What is required
Of the lines listed below, return exactly those that run from the line containing "dereferencing it reports" through the line containing "to. Dropping the", both included.

(Task material begins)

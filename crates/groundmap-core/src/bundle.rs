//! Identifier bundles: everything known about one agent's identity.
//!
//! A bundle maps a namespace tag (`TEXT`, `UP`, `HGNC`, ...) to one identifier.
//! The raw extracted text lives under [`TEXT`]; a bundle holding nothing else
//! is *ungrounded*.

use serde::{Deserialize, Serialize};
use std::collections::BTreeMap;
use std::fmt;

/// Namespace of the raw text the reader extracted.
pub const TEXT: &str = "TEXT";
/// Namespace whose value is used verbatim as the preferred display name.
pub const INDRA: &str = "INDRA";
/// Protein accession namespace consulted for curated names.
pub const UP: &str = "UP";
/// Placeholder meaning "absent" in delimited resources.
pub const NONE_PLACEHOLDER: &str = "None";

/// Whether a delimited field carries no value.
pub fn is_absent_field(field: &str) -> bool {
    field.is_empty() || field == NONE_PLACEHOLDER
}

/// An immutable namespace → identifier mapping.
///
/// Ordering and hashing ignore insertion order, so two bundles with the same
/// pairs are the same bundle.
#[derive(Debug, Clone, Default, PartialEq, Eq, PartialOrd, Ord, Hash, Serialize, Deserialize)]
#[serde(transparent)]
pub struct IdentifierBundle(BTreeMap<String, String>);

impl IdentifierBundle {
    /// A bundle carrying only the extracted text.
    pub fn from_text(text: impl Into<String>) -> Self {
        let mut refs = BTreeMap::new();
        refs.insert(TEXT.to_string(), text.into());
        Self(refs)
    }

    pub fn get(&self, namespace: &str) -> Option<&str> {
        self.0.get(namespace).map(String::as_str)
    }

    pub fn contains(&self, namespace: &str) -> bool {
        self.0.contains_key(namespace)
    }

    pub fn text(&self) -> Option<&str> {
        self.get(TEXT)
    }

    pub fn len(&self) -> usize {
        self.0.len()
    }

    pub fn is_empty(&self) -> bool {
        self.0.is_empty()
    }

    /// Only the raw-text namespace is populated.
    pub fn is_ungrounded(&self) -> bool {
        self.0.len() == 1 && self.contains(TEXT)
    }

    pub fn iter(&self) -> impl Iterator<Item = (&str, &str)> {
        self.0.iter().map(|(k, v)| (k.as_str(), v.as_str()))
    }

    /// Pairs other than the raw text, in namespace order.
    pub fn groundings(&self) -> impl Iterator<Item = (&str, &str)> {
        self.iter().filter(|(ns, _)| *ns != TEXT)
    }

    /// Returns a copy with `namespace` set to `id`. The receiver is untouched.
    pub fn with(&self, namespace: impl Into<String>, id: impl Into<String>) -> Self {
        let mut refs = self.0.clone();
        refs.insert(namespace.into(), id.into());
        Self(refs)
    }
}

impl<K: Into<String>, V: Into<String>> FromIterator<(K, V)> for IdentifierBundle {
    fn from_iter<I: IntoIterator<Item = (K, V)>>(iter: I) -> Self {
        Self(
            iter.into_iter()
                .map(|(k, v)| (k.into(), v.into()))
                .collect(),
        )
    }
}

impl fmt::Display for IdentifierBundle {
    fn fmt(&self, f: &mut fmt::Formatter<'_>) -> fmt::Result {
        f.write_str("{")?;
        for (i, (ns, id)) in self.iter().enumerate() {
            if i > 0 {
                f.write_str(", ")?;
            }
            write!(f, "{ns}: {id}")?;
        }
        f.write_str("}")
    }
}

#[cfg(test)]
mod tests {
    use super::*;

    #[test]
    fn text_only_bundle_is_ungrounded() {
        let b = IdentifierBundle::from_text("ROS");
        assert!(b.is_ungrounded());
        assert_eq!(b.text(), Some("ROS"));
        assert!(!b.with(UP, "P00533").is_ungrounded());
    }

    #[test]
    fn bundle_without_text_is_not_ungrounded() {
        let b: IdentifierBundle = [(UP, "P00533")].into_iter().collect();
        assert!(!b.is_ungrounded());
        assert_eq!(b.text(), None);
    }

    #[test]
    fn equality_ignores_insertion_order() {
        let a: IdentifierBundle = [(TEXT, "x"), (UP, "P1")].into_iter().collect();
        let b: IdentifierBundle = [(UP, "P1"), (TEXT, "x")].into_iter().collect();
        assert_eq!(a, b);
        assert_eq!(a.to_string(), "{TEXT: x, UP: P1}");
    }

    #[test]
    fn with_leaves_original_untouched() {
        let a = IdentifierBundle::from_text("x");
        let b = a.with(UP, "P1");
        assert_eq!(a.len(), 1);
        assert_eq!(b.groundings().collect::<Vec<_>>(), vec![(UP, "P1")]);
    }

    #[test]
    fn absent_fields() {
        assert!(is_absent_field(""));
        assert!(is_absent_field("None"));
        assert!(!is_absent_field("none"));
    }
}
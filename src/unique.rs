//! Single-owner handle over one heap allocation.
//!
//! [`Unique`] owns at most one heap value and destroys it exactly once,
//! through one routine ([`destroy`]). Ownership moves; it is never
//! duplicated. A moved-from or defaulted handle is observably empty: its
//! pointer is null and dereferencing it reports
//! [`HandleError::NullDeref`] instead of touching freed memory.

use core::fmt;
use core::hash::{Hash, Hasher};
use core::marker::PhantomData;
use core::mem;
use core::ops::{Deref, DerefMut};
use core::ptr::{self, NonNull};

use crate::error::HandleError;
use crate::ledger;

/// Sole owner of a single heap-allocated `T`.
///
/// The handle is either empty (null pointer, no allocation) or owns
/// exactly one allocation that no other handle refers to. Dropping the
/// handle frees the allocation; [`release`](Unique::release) hands the
/// allocation to the caller instead. Equality and hashing use the
/// pointer, not the payload, so two empty handles compare equal and two
/// handles over equal values at different addresses do not.
///
/// `Unique` is single-threaded state and is neither `Send` nor `Sync`.
pub struct Unique<T> {
    ptr: Option<NonNull<T>>,
    // Owns a T, so drop check must see the T like Box does.
    _owns: PhantomData<T>,
}

impl<T> Unique<T> {
    /// Creates an empty handle. No allocation happens.
    #[inline]
    pub fn empty() -> Self {
        Self {
            ptr: None,
            _owns: PhantomData,
        }
    }

    /// Moves `value` to the heap and takes sole ownership of it.
    pub fn new(value: T) -> Self {
        let ptr = NonNull::from(Box::leak(Box::new(value)));
        ledger::register_payload(ptr);
        Self {
            ptr: Some(ptr),
            _owns: PhantomData,
        }
    }

    /// Adopts an existing allocation. A null `ptr` yields an empty
    /// handle.
    ///
    /// # Safety
    ///
    /// A non-null `ptr` must have come from `Box::<T>::into_raw` (or
    /// [`Unique::release`]) and nothing else may own or free it
    /// afterwards: this handle frees it with `Box::from_raw` exactly
    /// once.
    pub unsafe fn from_raw(ptr: *mut T) -> Self {
        let ptr = NonNull::new(ptr);
        if let Some(p) = ptr {
            ledger::register_payload(p);
        }
        Self {
            ptr,
            _owns: PhantomData,
        }
    }

    /// Raw pointer to the owned value, null when empty. Ownership stays
    /// with the handle.
    #[inline]
    pub fn as_ptr(&self) -> *mut T {
        self.ptr.map_or(ptr::null_mut(), NonNull::as_ptr)
    }

    /// True when the handle owns nothing.
    #[inline]
    pub fn is_empty(&self) -> bool {
        self.ptr.is_none()
    }

    /// Gives up ownership without destroying the value.
    ///
    /// The handle becomes empty and the caller takes over the returned
    /// pointer, typically to reclaim it later with `Box::from_raw` or
    /// [`Unique::from_raw`]. Returns null when the handle was already
    /// empty.
    pub fn release(&mut self) -> *mut T {
        match self.ptr.take() {
            Some(p) => {
                ledger::retire_payload(p);
                p.as_ptr()
            }
            None => ptr::null_mut(),
        }
    }

    /// Destroys the owned value, if any, and adopts `ptr` in its place.
    ///
    /// A null `ptr` just empties the handle. Resetting to the pointer
    /// the handle already owns is a no-op, so the value being adopted is
    /// never the one being freed.
    ///
    /// # Safety
    ///
    /// A non-null `ptr` carries the same contract as
    /// [`Unique::from_raw`].
    pub unsafe fn reset(&mut self, ptr: *mut T) {
        if ptr == self.as_ptr() {
            return;
        }
        let next = NonNull::new(ptr);
        if let Some(p) = next {
            ledger::register_payload(p);
        }
        if let Some(old) = mem::replace(&mut self.ptr, next) {
            destroy(old);
        }
    }

    /// Moves ownership out, leaving this handle empty.
    ///
    /// This is the explicit move surface: the source stays usable and
    /// observably empty, unlike a plain Rust move which statically
    /// retires the source binding.
    pub fn take(&mut self) -> Self {
        Self {
            ptr: self.ptr.take(),
            _owns: PhantomData,
        }
    }

    /// Borrows the owned value, or reports `NullDeref` when empty.
    #[inline]
    pub fn try_get(&self) -> Result<&T, HandleError> {
        match &self.ptr {
            // Safety: the allocation stays live while this handle owns
            // it, and the returned borrow keeps `self` shared-borrowed.
            Some(p) => Ok(unsafe { p.as_ref() }),
            None => Err(HandleError::NullDeref),
        }
    }

    /// Mutably borrows the owned value, or reports `NullDeref` when
    /// empty.
    #[inline]
    pub fn try_get_mut(&mut self) -> Result<&mut T, HandleError> {
        match &mut self.ptr {
            // Safety: sole owner plus an exclusive borrow of the handle,
            // so no other path to the value exists.
            Some(p) => Ok(unsafe { p.as_mut() }),
            None => Err(HandleError::NullDeref),
        }
    }
}

/// The one place an owned allocation is freed. `p` must have left the
/// handle before the call.
fn destroy<T>(p: NonNull<T>) {
    ledger::retire_payload(p);
    // Safety: `p` was adopted under the from_raw contract and the caller
    // removed it from the handle, so this is the sole remaining owner.
    drop(unsafe { Box::from_raw(p.as_ptr()) });
}

impl<T> Drop for Unique<T> {
    fn drop(&mut self) {
        if let Some(p) = self.ptr.take() {
            destroy(p);
        }
    }
}

impl<T> Default for Unique<T> {
    /// The default handle is empty.
    #[inline]
    fn default() -> Self {
        Self::empty()
    }
}

impl<T> Deref for Unique<T> {
    type Target = T;

    /// Panics when the handle is empty. [`Unique::try_get`] is the
    /// fallible form.
    #[inline]
    fn deref(&self) -> &T {
        match self.try_get() {
            Ok(v) => v,
            Err(e) => panic!("{e}"),
        }
    }
}

impl<T> DerefMut for Unique<T> {
    /// Panics when the handle is empty. [`Unique::try_get_mut`] is the
    /// fallible form.
    #[inline]
    fn deref_mut(&mut self) -> &mut T {
        match self.try_get_mut() {
            Ok(v) => v,
            Err(e) => panic!("{e}"),
        }
    }
}

impl<T> PartialEq for Unique<T> {
    /// Pointer identity, not payload comparison. All empty handles are
    /// equal to each other. Identity is exact only for sized payloads:
    /// zero-sized payloads allocate no storage and share one dangling
    /// address, so distinct live handles over them also compare equal.
    #[inline]
    fn eq(&self, other: &Self) -> bool {
        self.as_ptr() == other.as_ptr()
    }
}

impl<T> Eq for Unique<T> {}

impl<T> Hash for Unique<T> {
    fn hash<H: Hasher>(&self, state: &mut H) {
        (self.as_ptr() as usize).hash(state);
    }
}

impl<T> fmt::Debug for Unique<T> {
    fn fmt(&self, f: &mut fmt::Formatter<'_>) -> fmt::Result {
        f.debug_struct("Unique").field("ptr", &self.as_ptr()).finish()
    }
}
//! Linear count units for the alias counters.
//!
//! Tokens are zero-sized proofs that one unit was added to an
//! [`AliasCount`]. Dropping a token panics; the only valid way to dispose
//! of one is to return it to a counter via [`AliasCount::put`], which
//! performs the matching decrement. Every live handle owns exactly one
//! token, so increments and decrements stay paired by construction and the
//! count-reaches-zero event fires at most once per counter.

use core::cell::Cell;
use core::marker::PhantomData;

/// Zero-sized, linear token branded with the counter type that minted it.
pub(crate) struct Token<C: ?Sized> {
    _ctr: PhantomData<*const C>,
}

impl<C: ?Sized> Token<C> {
    #[inline]
    fn new() -> Self {
        Self { _ctr: PhantomData }
    }
}

impl<C: ?Sized> Drop for Token<C> {
    fn drop(&mut self) {
        // A token must be consumed by AliasCount::put, never dropped.
        panic!("count token dropped without AliasCount::put");
    }
}

/// Single-threaded alias counter for one allocation.
#[derive(Debug)]
pub(crate) struct AliasCount {
    count: Cell<usize>,
}

impl AliasCount {
    pub(crate) fn new(initial: usize) -> Self {
        Self {
            count: Cell::new(initial),
        }
    }

    /// Current count. Reads do not mint or consume tokens.
    #[inline]
    pub(crate) fn count(&self) -> usize {
        self.count.get()
    }

    /// Add one unit and mint the token for it.
    #[inline]
    pub(crate) fn get(&self) -> Token<Self> {
        let n = self.count.get().wrapping_add(1);
        self.count.set(n);
        if n == 0 {
            // Overflow aborts, matching Rc; a wrapped count would free
            // live allocations.
            std::process::abort();
        }
        Token::new()
    }

    /// Consume a token, removing one unit. Returns true if the count is
    /// now zero.
    #[inline]
    pub(crate) fn put(&self, t: Token<Self>) -> bool {
        // Forget the token first so an underflow assert panics once instead
        // of double-panicking through the token's own drop.
        core::mem::forget(t);
        let c = self.count.get();
        assert!(c > 0, "alias count underflow");
        self.count.set(c - 1);
        c - 1 == 0
    }
}
use chrono::{DateTime, Utc};
use uuid::Uuid;

/// Stored metadata for an uploaded calibration file
#[derive(Debug, Clone, PartialEq)]
pub struct File {
    pub id: Uuid,
    /// Storage name, always `{id}-{original_name}`
    pub filename: String,
    pub original_name: String,
    /// Lowercase extension without the leading dot
    pub file_type: String,
    pub bmw_model: String,
    pub motor: String,
    pub description: Option<String>,
    /// Byte length of the stored payload
    pub file_size: u64,
    pub uploaded_at: DateTime<Utc>,
}

/// Caller-supplied fields for a new file record.
///
/// Identity, storage name, size and timestamp are assigned by the storage layer.
#[derive(Debug, Clone)]
pub struct NewFile {
    pub original_name: String,
    pub file_type: String,
    pub bmw_model: String,
    pub motor: String,
    pub description: Option<String>,
}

(Task material ends)

Response to this task
//! pointer is null and dereferencing it reports
//! [`HandleError::NullDeref`] instead of touching freed memory.

use core::fmt;
use core::hash::{Hash, Hasher};
use core::marker::PhantomData;
use core::mem;
use core::ops::{Deref, DerefMut};
use core::ptr::{self, NonNull};

use crate::error::HandleError;
use crate::ledger;

/// Sole owner of a single heap-allocated `T`.
///
/// The handle is either empty (null pointer, no allocation) or owns
/// exactly one allocation that no other handle refers to. Dropping the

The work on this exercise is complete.